Assembly or ....ok
Knudsen
knudsen at ihlpl.ATT.COM
Sat Dec 17 02:28:55 AEST 1988
In article <207600012 at s.cs.uiuc.edu>, carroll at s.cs.uiuc.edu writes:
> Fascinating. I worked at SubLogic for a summer, and they write *everything*
> in assembler. One of their products is FlightSimulator (what MicroSoft puts
> their name on and sells as if they wrote it). The object code for it is
> far more than 1K long, and no compiler every matched it for speed or
> compactness. In fact, one of the reasons for the success of the company is
> that the speed critical routines (such as the 3D-2D perspective transforms)
> worked so fast. There is *no* way they could have been done in a high-level
> language - the abuse of the machine features is amazing. I personally have
I'd agree with everything the author says.
What is really extraordinary
is that SubLogic's FS and FS-II have been
ported to so many other machines besides the PClones.
You can get it for the Color Computer (6809) and some of the 68000
machines, and maybe the Commo-64 and Apple-II (6502).
All these micros have features to "abuse" (love that term),
but they're all different.
A big argument in favor of C is the ease of porting, but SubLogic
seems to have ported pretty well even in assembler.

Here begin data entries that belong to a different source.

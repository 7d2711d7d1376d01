//! Rally game score state (badminton, table tennis, squash).

use serde::{Deserialize, Serialize};

use crate::core::{Side, SideMap};
use crate::serve::DoublesServe;

/// Score of one rally-scored game.
///
/// Scores only ever increase within a game; a new game starts from a fresh
/// value rather than by decrementing.
#[derive(Clone, Copy, Debug, PartialEq, Eq, Hash, Serialize, Deserialize)]
pub struct RallyScoreState {
    pub scores: SideMap<u32>,
    /// Side serving the next rally.
    pub serving: Side,
    /// Present in doubles; tracks which of the four players serves.
    pub doubles: Option<DoublesServe>,
}

impl RallyScoreState {
    /// A 0-0 singles game with `serving` to serve.
    #[must_use]
    pub fn new(serving: Side) -> Self {
        Self {
            scores: SideMap::with_value(0),
            serving,
            doubles: None,
        }
    }

    /// A 0-0 doubles game; the serving side follows the current server.
    #[must_use]
    pub fn doubles(serve: DoublesServe) -> Self {
        Self {
            scores: SideMap::with_value(0),
            serving: serve.serving_side(),
            doubles: Some(serve),
        }
    }

    /// Build a state at an arbitrary score.
    #[must_use]
    pub fn at(one: u32, two: u32, serving: Side) -> Self {
        Self {
            scores: SideMap::from_pair(one, two),
            ..Self::new(serving)
        }
    }

    #[must_use]
    pub fn score(&self, side: Side) -> u32 {
        self.scores[side]
    }

    /// True when either side's score equals `points`.
    #[must_use]
    pub fn reached(&self, points: u32) -> bool {
        self.scores.iter().any(|(_, &score)| score == points)
    }

    /// A fresh 0-0 game keeping the doubles rotation, with a new server.
    #[must_use]
    pub fn next_game(&self, serving: Side, doubles: Option<DoublesServe>) -> Self {
        Self {
            scores: SideMap::with_value(0),
            serving,
            doubles,
        }
    }

    /// Zero the score, keeping whoever is serving.
    #[must_use]
    pub fn reset(&self) -> Self {
        self.next_game(self.serving, self.doubles)
    }
}

#[cfg(test)]
mod tests {
    use super::*;
    use crate::serve::{PlayerSlot, ServeRotation};

    #[test]
    fn test_new_state() {
        let state = RallyScoreState::new(Side::Two);
        assert_eq!(state.scores.pair(), (0, 0));
        assert_eq!(state.serving, Side::Two);
        assert!(state.doubles.is_none());
    }

    #[test]
    fn test_doubles_serving_follows_server() {
        let rotation = ServeRotation::custom(PlayerSlot::P4, PlayerSlot::P1).unwrap();
        let state = RallyScoreState::doubles(DoublesServe::new(rotation));

        assert_eq!(state.serving, Side::Two);
        assert_eq!(state.doubles.unwrap().current, PlayerSlot::P4);
    }

    #[test]
    fn test_reset_keeps_server() {
        let state = RallyScoreState::at(9, 4, Side::Two).reset();
        assert_eq!(state.scores.pair(), (0, 0));
        assert_eq!(state.serving, Side::Two);
    }

    #[test]
    fn test_reached() {
        let state = RallyScoreState::at(11, 7, Side::One);
        assert!(state.reached(11));
        assert!(!state.reached(10));
    }
}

I guess the projected sales of FS allowed them to throw enough
bodies at the job to get it done.
Of course if the origianl 8086 assembly source was well laid out
and documented, porting to another assembler is a lot easier than
writing from scratch. But you have to discard the old
"abuses" and come up with new ones.
--
Mike Knudsen Bell Labs(AT&T) att!ihlpl!knudsen
"Lawyers are like nuclear bombs and PClones. Nobody likes them,
but the other guy's got one, so I better get one too."